Anarşistler sokakları yeniden hareketlendirdi ve başta Mapuçe politik tutsaklar olmak üzere tüm isyan tutsakları için bir kampanya başlattı. Ve ardından seçim süreci başladı. Seçimleri bir rövanş olarak gören Allendistler ve bileşenler bu devlet uzantılı yeni süreci kendi politik güzergahlarına yönlendirmek için bir fırsat olarak gördüler ve milletvekili Gabriel Boric’i aday gösterdiler. Böylece, anarşistler, sol sosyalistler ve Mapuçelerin büyük çoğunluğunun desteklemediği Gabriel Boric, tıpkı İspanya’daki kemer sıkma politikalarına karşı doğan İndignados — “öfkeliler hareketi“nden doğan Podemos lideri Pablo İglesias gibi, Şili sosyal isyanından doğmuş oldu.
Anarşistler bu süreci desteklemeyen bir tutum aldılar ve seçimlere karşı bir deklarasyon yayınlayarak “Seçim Grevi” ilan ettiler. Sonuç olarak sistem seçimlerle birlikte uçurumun kıyısından döndürülmüş oldu.

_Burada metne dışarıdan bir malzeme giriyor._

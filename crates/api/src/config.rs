use crate::auth::jwt::JwtConfig;

/// Server configuration loaded from environment variables.
///
/// All fields have sensible defaults suitable for local development.
/// In production, override via environment variables.
#[derive(Debug, Clone)]
pub struct ServerConfig {
    /// Bind address (default: `0.0.0.0`).
    pub host: String,
    /// Bind port (default: `3000`).
    pub port: u16,
    /// Allowed CORS origins, parsed from comma-separated `CORS_ORIGINS` env var.
    pub cors_origins: Vec<String>,
    /// HTTP request timeout in seconds (default: `30`).
    pub request_timeout_secs: u64,
    /// Public origin embedded in scan and registration URLs
    /// (default: `http://localhost:5173`).
    pub public_origin: String,
    /// Reverse-geocoding endpoint base URL. Unset disables geocoding and
    /// scans degrade to raw coordinates.
    pub geocode_base_url: Option<String>,
    /// Email delivery API settings. An unset URL routes invitations to
    /// the log-only mailer (dev).
    pub email: EmailConfig,
    /// JWT token configuration (secret, expiry duration).
    pub jwt: JwtConfig,
}

/// Email delivery API settings.
#[derive(Debug, Clone)]
pub struct EmailConfig {
    /// HTTP endpoint of the delivery API.
    pub api_url: Option<String>,
    /// Bearer token for the delivery API.
    pub api_key: Option<String>,
    /// From address on invitation emails.
    pub from_address: String,
}

impl ServerConfig {
    /// Load configuration from environment variables with defaults.
    ///
    /// | Env Var                | Default                    |
    /// |------------------------|----------------------------|
    /// | `HOST`                 | `0.0.0.0`                  |
    /// | `PORT`                 | `3000`                     |
    /// | `CORS_ORIGINS`         | `http://localhost:5173`    |
    /// | `REQUEST_TIMEOUT_SECS` | `30`                       |
    /// | `PUBLIC_ORIGIN`        | `http://localhost:5173`    |
    /// | `GEOCODE_BASE_URL`     | (unset)                    |
    /// | `EMAIL_API_URL`        | (unset)                    |
    /// | `EMAIL_API_KEY`        | (unset)                    |
    /// | `EMAIL_FROM`           | `connect@knect.app`        |
    pub fn from_env() -> Self {
        let host = std::env::var("HOST").unwrap_or_else(|_| "0.0.0.0".into());

        let port: u16 = std::env::var("PORT")
            .unwrap_or_else(|_| "3000".into())
            .parse()
            .expect("PORT must be a valid u16");

        let cors_origins: Vec<String> = std::env::var("CORS_ORIGINS")
            .unwrap_or_else(|_| "http://localhost:5173".into())
            .split(',')
            .map(|s| s.trim().to_string())
            .filter(|s| !s.is_empty())
            .collect();

        let request_timeout_secs: u64 = std::env::var("REQUEST_TIMEOUT_SECS")
            .unwrap_or_else(|_| "30".into())
            .parse()
            .expect("REQUEST_TIMEOUT_SECS must be a valid u64");

        let public_origin =
            std::env::var("PUBLIC_ORIGIN").unwrap_or_else(|_| "http://localhost:5173".into());

        let geocode_base_url = std::env::var("GEOCODE_BASE_URL").ok();

        let email = EmailConfig {
            api_url: std::env::var("EMAIL_API_URL").ok(),
            api_key: std::env::var("EMAIL_API_KEY").ok(),
            from_address: std::env::var("EMAIL_FROM")
                .unwrap_or_else(|_| "connect@knect.app".into()),
        };

        let jwt = JwtConfig::from_env();

        Self {
            host,
            port,
            cors_origins,
            request_timeout_secs,
            public_origin,
            geocode_base_url,
            email,
            jwt,
        }
    }
}
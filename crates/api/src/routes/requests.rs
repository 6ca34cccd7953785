//! Route definitions for the `/requests` resource.
//!
//! All endpoints require authentication.

use axum::routing::{get, post};
use axum::Router;

use crate::handlers::requests;
use crate::state::AppState;

/// Routes mounted at `/requests`.
///
/// ```text
/// POST   /                -> create_request
/// GET    /pending         -> list_pending
/// POST   /{id}/approve    -> approve_request
/// POST   /{id}/decline    -> decline_request
/// ```
pub fn router() -> Router<AppState> {
    Router::new()
        .route("/", post(requests::create_request))
        .route("/pending", get(requests::list_pending))
        .route("/{id}/approve", post(requests::approve_request))
        .route("/{id}/decline", post(requests::decline_request))
}
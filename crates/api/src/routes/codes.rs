//! Route definitions for the `/codes` resource.
//!
//! All endpoints require authentication.

use axum::routing::{get, post};
use axum::Router;

use crate::handlers::codes;
use crate::state::AppState;

/// Routes mounted at `/codes`.
///
/// ```text
/// POST   /                  -> generate_code
/// GET    /active            -> active_code
/// POST   /{id}/deactivate   -> deactivate_code
/// ```
pub fn router() -> Router<AppState> {
    Router::new()
        .route("/", post(codes::generate_code))
        .route("/active", get(codes::active_code))
        .route("/{id}/deactivate", post(codes::deactivate_code))
}
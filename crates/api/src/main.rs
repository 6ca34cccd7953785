use std::net::SocketAddr;
use std::sync::Arc;

use knect_core::clock::SystemClock;
use tracing_subscriber::{layer::SubscriberExt, util::SubscriberInitExt};

use knect_api::config::ServerConfig;
use knect_api::router::build_app_router;
use knect_api::services::geocode::{Geocoder, HttpGeocoder, NoopGeocoder};
use knect_api::services::mailer::{HttpMailer, LogMailer, Mailer};
use knect_api::state::AppState;

#[tokio::main]
async fn main() {
    dotenvy::dotenv().ok();

    // --- Tracing ---
    tracing_subscriber::registry()
        .with(
            tracing_subscriber::EnvFilter::try_from_default_env()
                .unwrap_or_else(|_| "knect_api=debug,tower_http=debug".into()),
        )
        .with(tracing_subscriber::fmt::layer())
        .init();

    // --- Configuration ---
    let config = ServerConfig::from_env();
    tracing::info!(host = %config.host, port = %config.port, "Loaded server configuration");

    // --- Database ---
    let database_url = std::env::var("DATABASE_URL").expect("DATABASE_URL must be set");

    let pool = knect_db::create_pool(&database_url)
        .await
        .expect("Failed to connect to database");
    tracing::info!("Database connection pool created");

    knect_db::health_check(&pool)
        .await
        .expect("Database health check failed");
    tracing::info!("Database health check passed");

    knect_db::run_migrations(&pool)
        .await
        .expect("Failed to run database migrations");
    tracing::info!("Database migrations applied");

    // --- Outbound services ---
    let geocoder: Arc<dyn Geocoder> = match &config.geocode_base_url {
        Some(base_url) => Arc::new(HttpGeocoder::new(base_url.clone())),
        None => {
            tracing::info!("GEOCODE_BASE_URL not set; scan locations stay as raw coordinates");
            Arc::new(NoopGeocoder)
        }
    };

    let mailer: Arc<dyn Mailer> = match &config.email.api_url {
        Some(api_url) => Arc::new(HttpMailer::new(
            api_url.clone(),
            config.email.api_key.clone(),
            config.email.from_address.clone(),
        )),
        None => {
            tracing::info!("EMAIL_API_URL not set; invitation emails will be logged, not sent");
            Arc::new(LogMailer)
        }
    };

    // --- App state ---
    let state = AppState {
        pool,
        config: Arc::new(config.clone()),
        clock: Arc::new(SystemClock),
        geocoder,
        mailer,
    };

    // --- Router ---
    let app = build_app_router(state, &config);

    // --- Start server ---
    let addr = SocketAddr::new(
        config.host.parse().expect("Invalid HOST address"),
        config.port,
    );
    tracing::info!(%addr, "Starting server");

    let listener = tokio::net::TcpListener::bind(addr)
        .await
        .expect("Failed to bind to address");

    axum::serve(listener, app)
        .with_graceful_shutdown(shutdown_signal())
        .await
        .expect("Server error");

    tracing::info!("Graceful shutdown complete");
}

/// Wait for a termination signal to initiate graceful shutdown.
///
/// Handles both SIGINT (Ctrl-C) and SIGTERM (on Unix) so the server
/// shuts down cleanly whether stopped interactively or by a process
/// manager (e.g. systemd, Docker, Kubernetes).
async fn shutdown_signal() {
    let ctrl_c = async {
        tokio::signal::ctrl_c()
            .await
            .expect("Failed to install Ctrl-C handler");
    };

    #[cfg(unix)]
    let terminate = async {
        tokio::signal::unix::signal(tokio::signal::unix::SignalKind::terminate())
            .expect("Failed to install SIGTERM handler")
            .recv()
            .await;
    };

    #[cfg(not(unix))]
    let terminate = std::future::pending::<()>();

    tokio::select! {
        () = ctrl_c => {
            tracing::info!("Received SIGINT (Ctrl-C), starting graceful shutdown");
        }
        () = terminate => {
            tracing::info!("Received SIGTERM, starting graceful shutdown");
        }
    }
}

Boric’le birlikte yenilenen sistem bundan sonra nasıl bir hat izleyecek hep birlikte göreceğiz.
Boric’in iddialı sözleri ve vaadleri hükümeti kurduğunda daha net anlaşılmaya başlayacaktır. Kısacası Boric’in onunda çok karmaşık ve çok zorlu bir süreç var. Örneğin Mapuçe halkının toprak ve özgürlük sorununa nasıl bir çözüm getirecek? Bu sorun “köklü ve somut çözümler” bekliyor. Bana göre Boric’in en büyük sınavı bu olacak. Bu nedenle erken beklentiler ve hayaller kurmamakta fayda var derim.
Yunanistan’da Syriza, İspanya’da Podemos, Bolivya’da Morales, Arjantin’de Peronistler, Venezuela’da Chavezistler Ekvator’da Lenin Moreno gibi sözde “halk hükümetleri” halkın istemlerine göre değil neoliberalizme göre hükümet kurarak benzer yanılgılara ihanetlere imza attılar. Dolayısıyla Şili’deki sorun, görkemli radikal bir muhalefeti hükümete dönüştürmekte değil, sistemin verili “iktidar ve liderlik” formatına harfiyen uyarlanmış ilkesiz ve şekilsiz “popülist yönetim” anlayışındadır. Liderliğe emanet bütün iktidar deneyleri söylemleri ne olursa olsun, kaçınılmaz olarak diktatörlüğe açık hale gelirler. Oysa “liderlik iktidarı“nı reddeden “doğrudan demokrasi” deneylerine ihtiyacımız var. Şili isyanının finali, doğası gereği bir lidere bir partiye emanet edilmemeliydi.
Seçim yanılgılarından ve iktidar ihanetlerinden ders çıkarmayan hiç bir sosyal hareketin gerçek bir toplumsal dönüşümü başarma şansı yoktur.
Sonuç olarak, benim Boric için söyleyebileceğim en iyi niyetli temenni şudur:
İyi şanslar Boric!
Başlık fotoğrafı: Şili duvarları, Sadık Çelik.